Ilha de Boipeba


 

A intervenção do homem é vista com ressalvas. Carros, por exemplo, são terminantemente proibidos, sequer há pontes ligando a ilha ao continente. Os únicos que trafegam por lá são os tratores que fazem a coleta do lixo. Caixas eletrônicos, câmbio de dinheiro ou qualquer coisa que lembre a “civilização” não tem vez nessa pacata ilha.

Ingleses, franceses, alemães, italianos e espanhóis já descobriram há muito tempo o sossego que impera por lá. E voltam ano após ano cada vez mais embasbacados

com o mar azul-turquesa e, tão transparente, que provavelmente só no Caribe se encontre algo semelhante.

Boipeba é um reduto de descanso, ideal para quem busca paz e serenidade. Se o agito faz parte de seus planos de viagem, o ideal é ficar na vizinha Morro de São Paulo. Mas a visita a Boipeba é obrigatória. Apenas por ser um dos lugares resistentes a explosão turística do litoral baiano, já valeria à pena. Mas a ilha é um lugar abençoado e há muito que ver por lá.

Durante o dia as piscinas naturais pedem uma visita.

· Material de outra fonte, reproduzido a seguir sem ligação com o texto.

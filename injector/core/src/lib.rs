#![deny(warnings, rust_2018_idioms)]
#![forbid(unsafe_code)]

mod injection_point;
pub mod snippet;

pub use self::{
    injection_point::{Directive, InjectionPoint},
    snippet::Merged,
};

/// The ConfigMap key holding script text.
pub const SCRIPT_KEY: &str = "script";

pub const INJECTOR_CONTROLLER_NAME: &str = "digitalist.cloud/ingress-script-injector";
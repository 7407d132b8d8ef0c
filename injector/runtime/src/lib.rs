#![deny(warnings, rust_2018_idioms)]
#![forbid(unsafe_code)]

pub use ingress_script_injector_core as core;
pub use ingress_script_injector_k8s_api as k8s;
pub use ingress_script_injector_k8s_reconcile as reconcile;

mod args;
mod controller;
mod references;

pub use self::args::Args;
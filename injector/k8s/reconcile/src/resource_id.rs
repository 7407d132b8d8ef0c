use ingress_script_injector_k8s_api::{Ingress, ResourceExt};
use std::fmt;

/// Identifies an Ingress under reconciliation. ConfigMap lookups are scoped to
/// the same namespace.
#[derive(Clone, Debug, Eq, Hash, PartialEq)]
pub struct ResourceId {
    pub namespace: String,
    pub name: String,
}

impl ResourceId {
    pub fn new(namespace: impl ToString, name: impl ToString) -> Self {
        Self {
            namespace: namespace.to_string(),
            name: name.to_string(),
        }
    }

    /// Returns `None` if the Ingress has no namespace.
    pub fn from_ingress(ingress: &Ingress) -> Option<Self> {
        let namespace = ingress.namespace()?;
        Some(Self {
            namespace,
            name: ingress.name_any(),
        })
    }
}

impl fmt::Display for ResourceId {
    fn fmt(&self, f: &mut fmt::Formatter<'_>) -> fmt::Result {
        write!(f, "{}/{}", self.namespace, self.name)
    }
}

Moreré é a praia onde ficam as mais famosas, mas a belíssima praia da Cueira também não deixa por menos. O rio do Inferno é imperdível, principalmente no pôr-do-sol. No mais, um passeio (a pé, claro) pelo vilarejo do século 17 não deixa o visitante em dívida com a simpática população local.


A Ilha de Boipeba pede um turismo de sensações e muita observação. Não há impulso consumista que sobreviva ao clima de “comunidade alternativa” que reina por lá. O segredo é ir com o espírito desprendido, pronto para enfrentar muitas horas de viagem pelo mar para se deparar com um pedacinho do paraíso na terra ao chegar.